PARIS – French President Francois Hollande’s new prime minister, Jean-Marc Ayrault, arrived at the Matignon Palace in Paris on his first day of work Wednesday and began drawing up a cabinet list.
Ayrault, a 62-year-old former German teacher, lawmaker and longtime Hollande ally, arrived with his wife Brigitte Terrien and said farewell to former president Nicolas Sarkozy’s premier Francois Fillon before getting to work.
Like Hollande, who on Tuesday became France’s first Socialist president since 1995, Ayrault has never previously held a ministerial post, but he is mayor of Nantes, a veteran parliamentarian and seen as a consensus builder.
He was named to the job of prime minister over other potential candidates, including Socialist Party leader and former labour minister Martine Aubry, who reportedly refused to join the cabinet if she did not get the top job.
One of her aides told the Le Monde newspaper that Aubry, who is mayor of the northern city of Lille, saw “no sense” in being a member of Hollande’s cabinet if she were not to be the prime minister.
Hollande has been criticized for naming Ayrault, who has a conviction for favouritism in awarding a local government contract, with opponents noting that as candidate he promised not to work with anyone who had a criminal record.
“I will not have around me people who have been tried and convicted,” Hollande said while on the presidential campaign trail on April 14. “You can remind me of this statement if I fail to keep my word.”
In 1997, after he took over as head of the Socialists in parliament, Ayrault was convicted on favouritism charges for having awarded a municipal printing contract in Nantes to a businessman with links to the party.
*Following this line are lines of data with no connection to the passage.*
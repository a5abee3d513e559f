//! Error types for the CGPA predictor.
//!
//! Every failure a request can hit collapses into one `AppError`, which
//! renders as a short user-visible message.

use actix_web::http::StatusCode;
use actix_web::{HttpResponse, ResponseError};
use serde::Serialize;

#[derive(Debug, thiserror::Error)]
pub enum AppError {
    #[error("User '{0}' already exists")]
    AlreadyExists(String),

    #[error("Credential store is read-only")]
    ReadOnlyStore,

    #[error("Please log in first")]
    NotLoggedIn,

    #[error("Invalid input: {0}")]
    InvalidInput(String),

    #[error("Model error: {0}")]
    Model(String),

    #[error("Configuration error: {0}")]
    Config(String),

    #[error("Credential store error: {0}")]
    Store(String),

    #[error("Serialization error: {0}")]
    Serialization(String),

    #[error("IO error: {0}")]
    Io(#[from] std::io::Error),
}

impl From<serde_json::Error> for AppError {
    fn from(err: serde_json::Error) -> Self {
        AppError::Serialization(err.to_string())
    }
}

impl From<bincode::Error> for AppError {
    fn from(err: bincode::Error) -> Self {
        AppError::Model(err.to_string())
    }
}

impl From<csv::Error> for AppError {
    fn from(err: csv::Error) -> Self {
        AppError::Serialization(err.to_string())
    }
}

#[derive(Serialize)]
struct ErrorBody {
    error: String,
}

impl ResponseError for AppError {
    fn status_code(&self) -> StatusCode {
        match self {
            AppError::NotLoggedIn => StatusCode::UNAUTHORIZED,
            AppError::AlreadyExists(_) => StatusCode::CONFLICT,
            AppError::ReadOnlyStore => StatusCode::FORBIDDEN,
            AppError::InvalidInput(_) => StatusCode::BAD_REQUEST,
            _ => StatusCode::INTERNAL_SERVER_ERROR,
        }
    }

    fn error_response(&self) -> HttpResponse {
        HttpResponse::build(self.status_code()).json(ErrorBody {
            error: self.to_string(),
        })
    }
}

pub type Result<T> = std::result::Result<T, AppError>;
He was given a six-month suspended sentence and ordered to pay a 30,000 franc (4,500 euro/$5,900) fine, but the conviction was officially wiped from the record in 2007.
Nevertheless, Ayrault’s track record of keeping parliament’s often-unruly bloc of Socialists in line fits with Hollande’s vow to seek a consensus-building government.
And Ayrault’s background as a Germanophile and German-language speaker should also prove useful in building ties with France’s powerful neighbour and in tackling Hollande’s goal of reshaping Europe’s economic policies.
Unlike many of his peers, Ayrault did not attend the elite Paris schools that produce so many of the country’s leaders and he has criticised the “elitism and condescension” of the capital’s political class.
Much like Hollande, Ayrault has a reputation as a calm consensus-builder and moderate, somewhat lacking in charisma but an operator within the party.
He supported Hollande during the US-style primary that saw him defeat Aubry for the party’s nomination and then played a prominent role as an adviser to Hollande during his campaign.